What I see is something more like this:

myDataConnection = new MySqlDataConnection(args);

MySqlDataConnection would extend a general DataConnection class, and the CFML engine would ship with all the usual suspects like SqlServerDataConnection, OracleDataConnection etc. These map to the corresponding DSN types one might set in the admin.

Then:

myRecords = myDataConnection.query(sqlString, options, etc);

(same with other operations such as .executeProcedure(), .info(), .insert(), .update() etc).

This sits better with me that this sort of thing:

myRecords = queryExecute(sqlString, {datasource=myDataSource, etc});

I hasten to add I don't think there's much in it, but I think it would help our OO code look more uniformly OO, than having to chop back and forth between dev-written OO code, and CFML's mostly procedural code).
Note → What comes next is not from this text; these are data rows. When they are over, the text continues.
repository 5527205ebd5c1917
use serde::{Deserialize, Serialize};
use sha2::{Digest, Sha256};

use crate::pkg::internal::adaptors::jobspy::spec::RawJobRow;

const ID_FIELD_SEPARATOR: char = '\u{1f}';

#[derive(Debug, Clone, PartialEq, Serialize, Deserialize)]
pub struct JobRecord {
    pub external_id: String,
    pub title: Option<String>,
    pub company: Option<String>,
    pub location: Option<String>,
    pub description: Option<String>,
    pub url: Option<String>,
    pub salary_min: Option<i64>,
    pub salary_max: Option<i64>,
    pub date_posted: Option<String>,
    pub source: Option<String>,
    pub search_location: String,
}

/// Content hash over the identifying fields of a posting. Absent fields hash as
/// the empty string.
pub fn external_id(
    title: Option<&str>,
    company: Option<&str>,
    location: Option<&str>,
    url: Option<&str>,
) -> String {
    let mut hasher = Sha256::new();
    for (idx, field) in [title, company, location, url].into_iter().enumerate() {
        if idx > 0 {
            let mut buf = [0u8; 4];
            hasher.update(ID_FIELD_SEPARATOR.encode_utf8(&mut buf).as_bytes());
        }
        hasher.update(field.unwrap_or("").as_bytes());
    }
    hex::encode(hasher.finalize())
}

fn text(value: Option<String>) -> Option<String> {
    value.filter(|v| !v.is_empty())
}

// upstream reports unknown pay as NaN or 0; out of range values are junk
fn amount(value: Option<f64>) -> Option<i64> {
    value
        .filter(|v| v.is_finite() && *v != 0.0 && v.abs() < i64::MAX as f64)
        .map(|v| v.trunc() as i64)
}

fn date(value: Option<String>) -> Option<String> {
    text(value).map(|d| d.chars().take(10).collect())
}

impl JobRecord {
    pub fn from_raw(row: RawJobRow, search_location: &str) -> Self {
        let title = text(row.title);
        let company = text(row.company);
        let location = text(row.location);
        let url = text(row.job_url);
        JobRecord {
            external_id: external_id(
                title.as_deref(),
                company.as_deref(),
                location.as_deref(),
                url.as_deref(),
            ),
            title,
            company,
            location,
            description: text(row.description),
            url,
            salary_min: amount(row.min_amount),
            salary_max: amount(row.max_amount),
            date_posted: date(row.date_posted),
            source: text(row.site),
            search_location: search_location.to_string(),
        }
    }
}
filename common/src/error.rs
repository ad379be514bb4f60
use thiserror::Error;

use crate::puzzle::{Move, Peg};

/// Errors raised when a solve is requested with arguments outside its contract.
#[derive(Debug, Error, Clone, PartialEq, Eq)]
pub enum HanoiError {
    #[error("invalid argument: {0}")]
    InvalidArgument(String),
}

impl HanoiError {
    pub fn invalid_argument(msg: impl Into<String>) -> Self {
        Self::InvalidArgument(msg.into())
    }
}

/// Errors raised while replaying moves against simulated towers.
#[derive(Debug, Error, Clone, PartialEq, Eq)]
pub enum ReplayError {
    #[error("move {index} ({mv}) references peg {peg}, which is not part of the puzzle")]
    UnknownPeg { index: u64, mv: Move, peg: Peg },

    #[error("move {index} ({mv}) puts a disk back on the peg it came from")]
    SamePeg { index: u64, mv: Move },

    #[error("move {index} ({mv}) takes a disk from an empty peg")]
    EmptyPeg { index: u64, mv: Move },

    #[error("move {index} ({mv}) places disk {disk} on smaller disk {below}")]
    LargerOnSmaller {
        index: u64,
        mv: Move,
        disk: u32,
        below: u32,
    },

    #[error("replay finished after {moves} moves without all disks on peg {target}")]
    Unsolved { moves: u64, target: Peg },
}
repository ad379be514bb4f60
mod properties;
mod solution;
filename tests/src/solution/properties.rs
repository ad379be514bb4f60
#![cfg(test)]
use hanoi_common::puzzle::{DiskCount, Move, Peg, PegSet};
use hanoi_core::solver::{self, Moves};
use hanoi_core::towers::{self, Towers};

fn solve(n: u32, pegs: (u32, u32, u32)) -> Moves {
    let pegs = PegSet::try_from(pegs).expect("distinct pegs");
    solver::solve(DiskCount::from(n), pegs)
}

#[test]
fn move_count_is_two_to_the_n_minus_one() {
    for n in 0..=16u32 {
        let count = solve(n, (1, 2, 3)).count() as u64;
        assert_eq!(count, (1u64 << n) - 1, "wrong move count for {n} disks");
    }
}

#[test]
fn three_disk_reference_sequence() {
    let expected: Vec<Move> = [(1, 3), (1, 2), (3, 2), (1, 3), (2, 1), (2, 3), (1, 3)]
        .into_iter()
        .map(|(from, to)| Move::new(Peg(from), Peg(to)))
        .collect();

    let moves: Vec<Move> = solve(3, (1, 2, 3)).collect();
    assert_eq!(moves, expected);
}

/// Replays every generated sequence move by move, so a rule violation is
/// reported at the exact move that caused it.
#[test]
fn replay_never_breaks_the_size_rule() {
    for n in 0..=10u32 {
        let pegs = PegSet::default();
        let disks = DiskCount::from(n);
        let mut towers = Towers::new(disks, pegs);

        for mv in solver::solve(disks, pegs) {
            towers
                .apply(mv)
                .unwrap_or_else(|e| panic!("{n} disks: {e}"));
        }

        assert!(towers.is_solved(), "{n} disks: not solved");
        let expected: Vec<u32> = (1..=n).rev().collect();
        assert_eq!(towers.stack(pegs.to()), expected.as_slice());
    }
}

#[test]
fn replay_accepts_every_peg_ordering() {
    let orderings = [
        (1, 2, 3),
        (1, 3, 2),
        (2, 1, 3),
        (2, 3, 1),
        (3, 1, 2),
        (3, 2, 1),
    ];
    for labels in orderings {
        let pegs = PegSet::try_from(labels).unwrap();
        let disks = DiskCount::from(6);
        let applied = towers::replay(disks, pegs, solver::solve(disks, pegs))
            .unwrap_or_else(|e| panic!("{labels:?}: {e}"));
        assert_eq!(applied, 63);
    }
}

#[test]
fn relabeling_pegs_relabels_moves() {
    let relabel = |p: Peg| match p.0 {
        1 => Peg(10),
        2 => Peg(20),
        3 => Peg(30),
        other => panic!("unexpected peg {other}"),
    };

    let original: Vec<Move> = solve(7, (1, 2, 3)).collect();
    let relabeled: Vec<Move> = solve(7, (10, 20, 30)).collect();

    assert_eq!(original.len(), relabeled.len());
    for (a, b) in original.iter().zip(&relabeled) {
        assert_eq!(Move::new(relabel(a.from), relabel(a.to)), *b);
    }
}

#[test]
fn swapping_roles_mirrors_the_sequence() {
    // Exchanging source and destination while reversing the sequence and
    // every move gives back the original solution.
    let forward: Vec<Move> = solve(5, (1, 2, 3)).collect();
    let backward: Vec<Move> = solve(5, (3, 2, 1)).collect();

    let mirrored: Vec<Move> = backward
        .iter()
        .rev()
        .map(|m| Move::new(m.to, m.from))
        .collect();
    assert_eq!(forward, mirrored);
}

#[test]
fn largest_disk_moves_once_in_the_middle() {
    let n = 6;
    let moves: Vec<Move> = solve(n, (1, 2, 3)).collect();
    let middle = moves.len() / 2;

    assert_eq!(moves[middle], Move::new(Peg(1), Peg(3)));
    // Right before it moves, every smaller disk sits on the auxiliary peg.
    let first_half = &moves[..middle];
    let pegs = PegSet::default();
    let mut towers = Towers::new(DiskCount::from(n), pegs);
    for mv in first_half {
        towers.apply(*mv).unwrap();
    }
    assert_eq!(towers.stack(Peg(1)), &[n]);
    assert_eq!(towers.stack(Peg(2)).len() as u32, n - 1);
    assert!(towers.stack(Peg(3)).is_empty());
}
This still works with tag-based code:

<cfquery connection="#myDataConnection#" name="myRecords">
    <!--- etc --->
</cfquery>

Although obviously this is not any better than a string label in this situation.

This also facilitates implementing one's own DataConnection classes which can be similarly used to connect to data repositories that aren't natively supported by the CFML engine. Or to replace the likes of <cfldap> and <cfdirectory> etc which fetch records from a "data repository", but have their own interfaces currently.

Messaging Service Objects

Then we come to this new suggestion of messaging services. The current suggestion is to implement them the same as data sources, but I think this too would be a sitter for having a messaging service object rather than a string label. And what the CFML engine provides is a default implementation, and the interface to adhere to when implementing bespoke messaging services.

This improves CFML's OO, rather than bolting more procedural stuff to it. One of the suggested examples is this:

sendMessage(messagesource="mandrill2", subject="", message="", etc="");

I would instead suggest this:

mandrill2.send(subject="", message="", etc="");

Caching Services

There's also another feature request discussion going on on the Lucee forums as well at the moment, around how to deal with a "cluster scope" ("Clustering the Application Scope"). The original idea was to have some sort of behavioural modification to the application scope, or have a "magic" section of the application scope that behaves differently than the rest of the application scope. Those don't sound like great approaches.

The pain point here is to share data effectively between Lucee instances. This is well-trod ground with third party tooling like MemCached, Ehcache (or even just databases!). I don't think it needs special or magical behaviour.

But it's probably another example taking a more OO approach to things might be good: having the notion of a CacheServiceConnection (or something), which has a uniform interface - to facilitate third-party implementations - and that Lucee just ships with one buit-in wrapper to a caching engine of their choice. From there Lucee writes an RFC sort of document which defines how the interface behaves, and what the expectations of the methods are so that third-parties know how to write implementations that are swappable with the default or other implementations.



This is a bit of an odd article as it talks about data connections instead of data source labels, and then using that as a rationale for messaging connections. And now I've just updated it to include this caching service requirement too. However it's just what I was thinking about a more general and modern (and code-centric) approach to these things we do with CFML. Coincidentally my suggestion for two enhancement requests doing the rounds at the moment take a different approach to what's being suggested, but my suggestion is similar for both of them.

It's also Sunday afternoon and I'm mostly watching the cricket (England v Sri Lanka... its looking good for Sri Lanka at the moment, I think: 168-1 chasing 310, and 20 overs to go. A coupla wickets could change all this, that said).

Anyway, thoughts on data connection objects, messaging service objects, caching services etc? Maybe you can help pad out a more thoroughly considered solution. Or just say "shit article today, Cameron". Shrug.